Glycoprotein Hormone Receptor Knockdown Leads to Reduced Reproductive Success in Male Aedes aegypti
Garcia, Ana S.G.
dos Santos, Daniela C.
Nobrega, Rafael H.
MetadataShow full item record
Glycoprotein hormone receptors mediate a diverse range of physiological functions in vertebrate and invertebrate organisms. The heterodimeric glycoprotein hormone GPA2/GPB5 and its receptor LGR1, constitute a recently discovered invertebrate neuroendocrine signaling system that remains to be functionally characterized. We previously reported that LGR1 is expressed in the testes of adult Aedes aegypti mosquitoes, where its immunoreactivity is particularly regionalized. Here, we show that LGR1 immunoreactivity is associated with the centriole adjunct of spermatids and is observed transiently during spermatogenesis in mosquitoes, where it may act to mediate the regulation of flagellar development.
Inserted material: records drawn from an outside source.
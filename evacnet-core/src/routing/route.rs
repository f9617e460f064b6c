use itertools::Itertools;
use petgraph::graph::{EdgeIndex, NodeIndex};
use petgraph::visit::EdgeRef;
use serde::{Deserialize, Serialize};

use super::dijkstra::ShortestPath;
use crate::{
    Error,
    algo::capacity::CapacityModel,
    model::{OsmNodeId, StreetGraph},
};

/// How a route was found
#[derive(Debug, Clone, Copy, PartialEq, Eq, Serialize, Deserialize)]
#[serde(rename_all = "snake_case")]
pub enum RouteKind {
    /// Cheapest path under the evacuation cost
    Evacuation,
    /// Shortest path by distance, used when the evacuation search failed
    DistanceFallback,
}

/// Path from a population source to a safe destination.
///
/// Length and capacity are derived from the traversed edges when the route is
/// built and never change afterwards.
#[derive(Debug, Clone, PartialEq)]
pub struct Route {
    pub nodes: Vec<NodeIndex>,
    pub edges: Vec<EdgeIndex>,
    /// Sum of edge lengths in meters
    pub length_meters: f64,
    /// Bottleneck capacity in people per minute, 0 for a route without edges
    pub capacity_people_per_minute: f64,
    /// Sum of evacuation costs in seconds
    pub cost_seconds: f64,
    pub kind: RouteKind,
}

impl Route {
    pub(crate) fn from_search(
        graph: &StreetGraph,
        model: &CapacityModel,
        path: ShortestPath,
        kind: RouteKind,
    ) -> Self {
        let mut route = Self {
            nodes: path.nodes,
            edges: path.edges,
            length_meters: 0.0,
            capacity_people_per_minute: 0.0,
            cost_seconds: 0.0,
            kind,
        };
        route.derive_attributes(graph, model);
        route
    }

    /// Builds a route along the given nodes.
    ///
    /// Between two consecutive nodes the cheapest parallel edge is used.
    ///
    /// # Errors
    ///
    /// Returns an error if the sequence is empty or two consecutive nodes are
    /// not connected
    pub fn from_nodes(
        graph: &StreetGraph,
        model: &CapacityModel,
        nodes: Vec<NodeIndex>,
    ) -> Result<Self, Error> {
        let Some(&first) = nodes.first() else {
            return Err(Error::InvalidData("Route needs at least one node".into()));
        };
        if !graph.contains_node(first) {
            return Err(Error::InvalidNodeIndex);
        }

        let edges = nodes
            .iter()
            .tuple_windows()
            .map(|(&from, &to)| {
                graph
                    .edges_between(from, to)
                    .min_by(|a, b| {
                        model
                            .evacuation_cost(a.weight())
                            .total_cmp(&model.evacuation_cost(b.weight()))
                    })
                    .map(|edge| edge.id())
                    .ok_or_else(|| {
                        Error::InvalidData(format!(
                            "No edge between nodes {} and {}",
                            from.index(),
                            to.index()
                        ))
                    })
            })
            .collect::<Result<Vec<_>, _>>()?;

        let mut route = Self {
            nodes,
            edges,
            length_meters: 0.0,
            capacity_people_per_minute: 0.0,
            cost_seconds: 0.0,
            kind: RouteKind::Evacuation,
        };
        route.derive_attributes(graph, model);
        Ok(route)
    }

    fn derive_attributes(&mut self, graph: &StreetGraph, model: &CapacityModel) {
        let edges: Vec<_> = self.edges.iter().filter_map(|&e| graph.edge(e)).collect();

        self.length_meters = edges.iter().map(|edge| edge.length).sum();
        self.cost_seconds = edges.iter().map(|edge| model.evacuation_cost(edge)).sum();
        self.capacity_people_per_minute = edges
            .iter()
            .map(|edge| model.edge_capacity(edge))
            .min_by(f64::total_cmp)
            .unwrap_or(0.0);
    }

    pub fn source(&self) -> Option<NodeIndex> {
        self.nodes.first().copied()
    }

    pub fn destination(&self) -> Option<NodeIndex> {
        self.nodes.last().copied()
    }

    pub fn node_count(&self) -> usize {
        self.nodes.len()
    }

    /// Source and destination are the same node
    pub fn is_trivial(&self) -> bool {
        self.edges.is_empty()
    }

    pub fn osm_ids(&self, graph: &StreetGraph) -> Vec<OsmNodeId> {
        self.nodes
            .iter()
            .filter_map(|&n| graph.node(n).map(|node| node.id))
            .collect()
    }

    /// Haversine distance between source and destination in meters
    pub fn straight_line_distance(&self, graph: &StreetGraph) -> f64 {
        match (self.source(), self.destination()) {
            (Some(source), Some(destination)) => {
                graph.node_distance(source, destination).unwrap_or(0.0)
            }
            _ => 0.0,
        }
    }

    /// Straight-line distance over route length, 1 for a perfectly direct route
    pub fn directness(&self, graph: &StreetGraph) -> f64 {
        if self.length_meters <= 0.0 {
            return 0.0;
        }
        (self.straight_line_distance(graph) / self.length_meters).clamp(0.0, 1.0)
    }
}
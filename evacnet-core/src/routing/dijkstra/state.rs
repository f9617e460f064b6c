use std::cmp::Ordering;

use petgraph::graph::NodeIndex;

#[derive(Copy, Clone, Debug)]
pub(super) struct State {
    pub(super) cost: f64,
    pub(super) node: NodeIndex,
}

impl PartialEq for State {
    fn eq(&self, other: &Self) -> bool {
        self.cmp(other) == Ordering::Equal
    }
}

impl Eq for State {}

// Implement Ord for State to use in BinaryHeap
impl Ord for State {
    fn cmp(&self, other: &Self) -> Ordering {
        // Min-heap by cost (reversed from standard Rust BinaryHeap),
        // lower node index first on ties
        other
            .cost
            .total_cmp(&self.cost)
            .then_with(|| other.node.cmp(&self.node))
    }
}

impl PartialOrd for State {
    fn partial_cmp(&self, other: &Self) -> Option<Ordering> {
        Some(self.cmp(other))
    }
}
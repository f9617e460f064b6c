use geo::{Coord, LineString};
use geojson::{Feature, FeatureCollection, Geometry, Value as GeoJsonValue};
use serde_json::json;

use super::route::Route;
use crate::{Error, model::StreetGraph};

impl Route {
    /// Converts the route to a `GeoJSON` `LineString` feature.
    pub fn to_feature(&self, graph: &StreetGraph) -> Result<Feature, Error> {
        let coords: Vec<Coord<f64>> = self
            .nodes
            .iter()
            .map(|&idx| {
                graph
                    .node(idx)
                    .map(|node| node.geometry.into())
                    .ok_or(Error::InvalidNodeIndex)
            })
            .collect::<Result<_, _>>()?;

        let geometry = Geometry::new(GeoJsonValue::from(&LineString::new(coords)));
        let osm_ids = self.osm_ids(graph);

        let value = json!({
            "type": "Feature",
            "geometry": geometry,
            "properties": {
                "kind": self.kind,
                "length_meters": self.length_meters,
                "capacity_people_per_minute": self.capacity_people_per_minute,
                "cost_seconds": self.cost_seconds,
                "source_osm_id": osm_ids.first(),
                "destination_osm_id": osm_ids.last(),
                "node_count": self.nodes.len(),
            }
        });

        Feature::from_json_value(value).map_err(|e| Error::GeoJsonError(e.to_string()))
    }
}

/// All routes of a scenario as one `FeatureCollection`
pub fn routes_to_geojson(graph: &StreetGraph, routes: &[Route]) -> Result<FeatureCollection, Error> {
    let features = routes
        .iter()
        .map(|route| route.to_feature(graph))
        .collect::<Result<Vec<_>, _>>()?;

    Ok(FeatureCollection {
        features,
        bbox: None,
        foreign_members: None,
    })
}

pub fn routes_to_geojson_string(graph: &StreetGraph, routes: &[Route]) -> Result<String, Error> {
    serde_json::to_string(&routes_to_geojson(graph, routes)?)
        .map_err(|e| Error::GeoJsonError(e.to_string()))
}
//! Pedestrian street network model

pub mod components;
pub mod network;

pub use components::{OsmNodeId, StreetEdge, StreetNode};
pub use network::{IndexedPoint, StreetGraph, haversine_distance};
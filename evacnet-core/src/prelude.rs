pub use crate::{ComputeBudget, Error};

// Loading
pub use crate::loading::{BoundingBox, Config, GraphCache, GraphLoader, LoaderConfig};
pub use crate::loading::osm::{MapProvider, OverpassProvider};

// Street network
pub use crate::model::{Anchor, AreaAnchors, OsmNodeId, StreetEdge, StreetGraph};

// Scenarios and routing
pub use crate::pipeline::{EvaluationOptions, ScenarioEvaluation, evaluate_scenario};
pub use crate::routing::{Route, RouteCalculator, RoutingParams, routes_to_geojson};
pub use crate::scenario::{
    ClosureTarget, EdgeSelector, Multiplier, Perturbation, Scenario, ScenarioPerturbation,
};

// Metrics
pub use crate::algo::{
    CapacityModel, CapacityParams, EvacuationMetrics, MetricsCalculator, MetricsParams,
};
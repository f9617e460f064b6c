use std::fmt;

use petgraph::graph::NodeIndex;
use thiserror::Error;

#[derive(Error, Debug)]
pub enum Error {
    #[error("Street graph unavailable for '{place}' ({} strategies failed)", attempts.len())]
    GraphUnavailable {
        place: String,
        attempts: Vec<StrategyFailure>,
    },
    #[error("No route found from node {} to node {}", from.index(), to.index())]
    NoRouteFound { from: NodeIndex, to: NodeIndex },
    #[error("Invalid perturbation: {0}")]
    InvalidPerturbation(String),
    #[error("No nearby points found for snapping")]
    NoPointsFound,
    #[error("Invalid node index")]
    InvalidNodeIndex,
    #[error("Network error: {0}")]
    NetworkError(String),
    #[error("I/O error: {0}")]
    IoError(#[from] std::io::Error),
    #[error("Invalid data: {0}")]
    InvalidData(String),
    #[error("Cache error: {0}")]
    CacheError(String),
    #[error("Configuration error: {0}")]
    ConfigError(String),
    #[error("GeoJSON error: {0}")]
    GeoJsonError(String),
    #[error("Compute budget exhausted")]
    BudgetExhausted,
    #[error("Computation cancelled")]
    Cancelled,
}

impl Error {
    /// Budget and cancellation errors come from the caller's limits, not the data.
    pub fn is_interrupted(&self) -> bool {
        matches!(self, Error::BudgetExhausted | Error::Cancelled)
    }
}

/// One step of the graph loading chain
#[derive(Debug, Clone, PartialEq)]
pub enum LoadStrategy {
    DiskCache,
    Query(String),
    BoundingBox,
}

impl fmt::Display for LoadStrategy {
    fn fmt(&self, f: &mut fmt::Formatter<'_>) -> fmt::Result {
        match self {
            LoadStrategy::DiskCache => write!(f, "disk cache"),
            LoadStrategy::Query(query) => write!(f, "query '{query}'"),
            LoadStrategy::BoundingBox => write!(f, "bounding box"),
        }
    }
}

/// A failed loading attempt, kept so callers can see why an area is unsupported
#[derive(Debug, Clone)]
pub struct StrategyFailure {
    pub strategy: LoadStrategy,
    pub reason: String,
}

impl fmt::Display for StrategyFailure {
    fn fmt(&self, f: &mut fmt::Formatter<'_>) -> fmt::Result {
        write!(f, "{}: {}", self.strategy, self.reason)
    }
}

/// Failures reported by a map data provider
#[derive(Error, Debug)]
pub enum ProviderError {
    #[error("HTTP error: {0}")]
    Http(#[from] reqwest::Error),
    #[error("Geocoding returned no match for '{0}'")]
    NotFound(String),
    #[error("Unexpected provider response: {0}")]
    Parse(String),
    #[error("Provider returned an empty street network")]
    EmptyNetwork,
    #[error("Invalid data: {0}")]
    InvalidData(String),
}

impl From<ProviderError> for Error {
    fn from(err: ProviderError) -> Self {
        Error::NetworkError(err.to_string())
    }
}
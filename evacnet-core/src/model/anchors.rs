//! Safe zones and population centers, snapped to the street network

use geo::Point;
use petgraph::graph::NodeIndex;
use serde::{Deserialize, Serialize};

use crate::{Error, model::StreetGraph};

/// Named coordinate used as a route endpoint
#[derive(Debug, Clone, PartialEq, Serialize, Deserialize)]
pub struct Anchor {
    pub name: String,
    pub lon: f64,
    pub lat: f64,
}

impl Anchor {
    pub fn new(name: impl Into<String>, lon: f64, lat: f64) -> Self {
        Self {
            name: name.into(),
            lon,
            lat,
        }
    }

    pub fn point(&self) -> Point<f64> {
        Point::new(self.lon, self.lat)
    }
}

#[derive(Debug, Clone, Copy, PartialEq, Eq, Serialize, Deserialize)]
#[serde(rename_all = "snake_case")]
pub enum AnchorKind {
    SafeZone,
    PopulationCenter,
}

/// Curated anchors of one area
#[derive(Debug, Clone, Default, PartialEq, Serialize, Deserialize)]
pub struct AreaAnchors {
    #[serde(default)]
    pub safe_zones: Vec<Anchor>,
    #[serde(default)]
    pub population_centers: Vec<Anchor>,
}

#[derive(Debug, Clone, PartialEq)]
pub struct ResolvedAnchor {
    pub name: String,
    pub kind: AnchorKind,
    pub node: NodeIndex,
    /// Distance from the anchor to its node in meters
    pub snap_distance: f64,
}

/// Anchors mapped onto a specific graph
#[derive(Debug, Clone, Default, PartialEq)]
pub struct ResolvedAnchors {
    pub sources: Vec<ResolvedAnchor>,
    pub destinations: Vec<ResolvedAnchor>,
}

impl ResolvedAnchors {
    pub fn source_nodes(&self) -> Vec<NodeIndex> {
        self.sources.iter().map(|anchor| anchor.node).collect()
    }

    pub fn destination_nodes(&self) -> Vec<NodeIndex> {
        self.destinations.iter().map(|anchor| anchor.node).collect()
    }

    /// Drops anchors whose node is missing from `graph` and returns their names.
    ///
    /// Node indices survive removals in a [`StreetGraph`], so anchors resolved on
    /// a base graph can be checked against any perturbed copy of it.
    pub fn retain_present(&mut self, graph: &StreetGraph) -> Vec<String> {
        let mut missing = Vec::new();
        for anchors in [&mut self.sources, &mut self.destinations] {
            anchors.retain(|anchor| {
                let present = graph.contains_node(anchor.node);
                if !present {
                    missing.push(anchor.name.clone());
                }
                present
            });
        }
        missing
    }
}

impl AreaAnchors {
    /// Snap every anchor to its nearest node.
    ///
    /// Anchors further than `max_snap_distance` meters from the network are
    /// left out.
    ///
    /// # Errors
    ///
    /// Returns [`Error::NoPointsFound`] if the graph has no nodes
    pub fn resolve(
        &self,
        graph: &StreetGraph,
        max_snap_distance: Option<f64>,
    ) -> Result<ResolvedAnchors, Error> {
        if graph.is_empty() {
            return Err(Error::NoPointsFound);
        }

        let snap = |anchors: &[Anchor], kind: AnchorKind| -> Vec<ResolvedAnchor> {
            anchors
                .iter()
                .filter_map(|anchor| {
                    let (node, snap_distance) = graph.nearest_node(&anchor.point())?;
                    if max_snap_distance.is_some_and(|max| snap_distance > max) {
                        log::warn!(
                            "{} is {snap_distance:.0}m from the nearest street - skipping",
                            anchor.name
                        );
                        return None;
                    }
                    Some(ResolvedAnchor {
                        name: anchor.name.clone(),
                        kind,
                        node,
                        snap_distance,
                    })
                })
                .collect()
        };

        Ok(ResolvedAnchors {
            sources: snap(&self.population_centers, AnchorKind::PopulationCenter),
            destinations: snap(&self.safe_zones, AnchorKind::SafeZone),
        })
    }
}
RNA interference to downregulate LGR1 expression was accomplished by feeding mosquito larvae with bacteria that produced LGR1-specific dsRNA, which led to defects in spermatozoa, characterized with shortened flagella. LGR1 knockdown mosquitoes also retained ∼60% less spermatozoa in reproductive organs and demonstrated reduced fertility compared to controls. To date, the endocrine regulation of spermatogenesis in mosquitoes remains an understudied research area. The distribution of LGR1 and detrimental effects of its knockdown on spermatogenesis in A. aegypti indicates that this heterodimeric glycoprotein hormone signaling system contributes significantly to the regulation of male reproductive biology in this important disease-vector.